Hoy es día de elecciones (o lo ha sido, porque a estas horas las papeletas están ya más que contadas) en los ayuntamientos y la mayoría de las comunidades españolas. Las cercanías de los colegios electorales se han llenado de familias enteras que han acudido a (como dicen los informativos) ejercer su derecho al voto y, de paso, a tomar luego unas cervecitas. Es un día raro, un domingo atípico, sobre todo en los periódicos (supongo que también en las radios y televisiones, pero, lógicamente, hablo de lo que conozco). Para quien no esté familiarizado con las redacciones de los periódicos (hablo de los generalistas), los domingos, salvo por los componentes de las secciones de Deportes, son unos lugares casi fantasmas. Del bullicio cotidiano se pasa a apenas un par de tipos; del ruido de los teclados (sí, también hacen ruido) y de las conversaciones a voces se pasa a un silencio pesado, ominoso, que hace aún más desagradable trabajar los domingos.
Pero hoy era un día especial.
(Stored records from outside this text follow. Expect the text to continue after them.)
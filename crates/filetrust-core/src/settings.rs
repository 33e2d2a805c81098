//! Persisted defaults for every FileTrust operation.

use crate::error::{Result, TrustError};
use crate::hash::DigestAlgorithm;
use crate::util::write_json_atomic;
use serde::{Deserialize, Serialize};
use std::path::{Path, PathBuf};

#[derive(Debug, Clone, Serialize, Deserialize, PartialEq, Eq)]
pub struct IntegritySettings {
    pub algorithm: DigestAlgorithm,
    pub recurse: bool,
    /// Hashing threads; 0 means one per available core.
    #[serde(default)]
    pub workers: usize,
}

#[derive(Debug, Clone, Serialize, Deserialize, PartialEq, Eq)]
pub struct EraserSettings {
    pub passes: u32,
    pub verify: bool,
}

#[derive(Debug, Clone, Serialize, Deserialize, PartialEq, Eq)]
pub struct CryptoSettings {
    pub encrypted_extension: String,
}

#[derive(Debug, Clone, Serialize, Deserialize, PartialEq, Eq, Default)]
pub struct SigningSettings {
    #[serde(default)]
    pub key_file: Option<PathBuf>,
}

#[derive(Debug, Clone, Serialize, Deserialize, PartialEq, Eq)]
pub struct TrustSettings {
    pub integrity: IntegritySettings,
    pub eraser: EraserSettings,
    pub crypto: CryptoSettings,
    #[serde(default)]
    pub signing: SigningSettings,
}

impl Default for TrustSettings {
    fn default() -> Self {
        Self {
            integrity: IntegritySettings {
                algorithm: DigestAlgorithm::Sha256,
                recurse: true,
                workers: 0,
            },
            eraser: EraserSettings {
                passes: 3,
                verify: true,
            },
            crypto: CryptoSettings {
                encrypted_extension: "enc".into(),
            },
            signing: SigningSettings::default(),
        }
    }
}

/// Missing file means defaults; a malformed one is reported, not ignored.
pub fn load_settings(path: &Path) -> Result<TrustSettings> {
    match std::fs::read(path) {
        Ok(bytes) => serde_json::from_slice(&bytes).map_err(|e| TrustError::corrupt(path, e)),
        Err(e) if e.kind() == std::io::ErrorKind::NotFound => Ok(TrustSettings::default()),
        Err(e) => Err(TrustError::io(path, e)),
    }
}

pub fn save_settings(path: &Path, settings: &TrustSettings) -> Result<()> {
    write_json_atomic(path, settings)
}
Todo el mundo estaba allí, preguntando por el porcentaje de votos de los independientes escindidos de no se qué partido, fabulando sobre la posibilidad de pactos entre unos y otros y, en definitiva, dando un poco de vida a un sitio que presupone que los fines de semana no pasa nunca nada y que los lectores tampoco esperan encontrar en las páginas que de allí salen algo interesante que leer.
Entre conversación y conversación, mientras una compañera recitaba como una letanía los concejales obtenidos por cada una de las fuerzas políticas, me acordé, como me ocurre en tantas otras ocasiones, de una de mis series favoritas, una que debería ser obligatoria no sólo en las escuelas de periodismo y artes audiovisuales, sino también en aquellas que forman a los políticos: El ala oeste de la Casa Blanca.
Ya dedicaré más adelante, espero, más tiempo a hablar de la obra maestra de Aaron Sorkin, basada en el día a día del presidente de los Estados Unidos y de su grupo de colaboradores más cercanos, que también tienen que afrontar unas elecciones, a las que precede un debate electoral para el que el presidente se prepara a conciencia ante la atenta mirada de su Director de Comunicaciones, Toby Ziegler, un tipo huraño que exige a cuantos le rodean, incluido el presidente, la perfección.
Como todos conocen su carácter, sus compañeros se apuestan diez dólares a que son capaces de sacarle de quicio (y lo logran), y él decide vengarse en la jornada electoral jugando con lo complicado que es al parecer (no conozco en profundidad el sistema) votar al candidato al que deseas votar. Así que Toby introduce en el colegio al que debe ir a votar Josh Lyman a diversos señuelos que acuden a él para que les confirme que lo han hecho bien aunque, claro está, todos han votado al rival del presidente, para desesperación de Josh, a punto de desfallecer hasta que uno de ellos le dice que tiene un recado para él de parte del señor Ziegler: “Diez dólares”.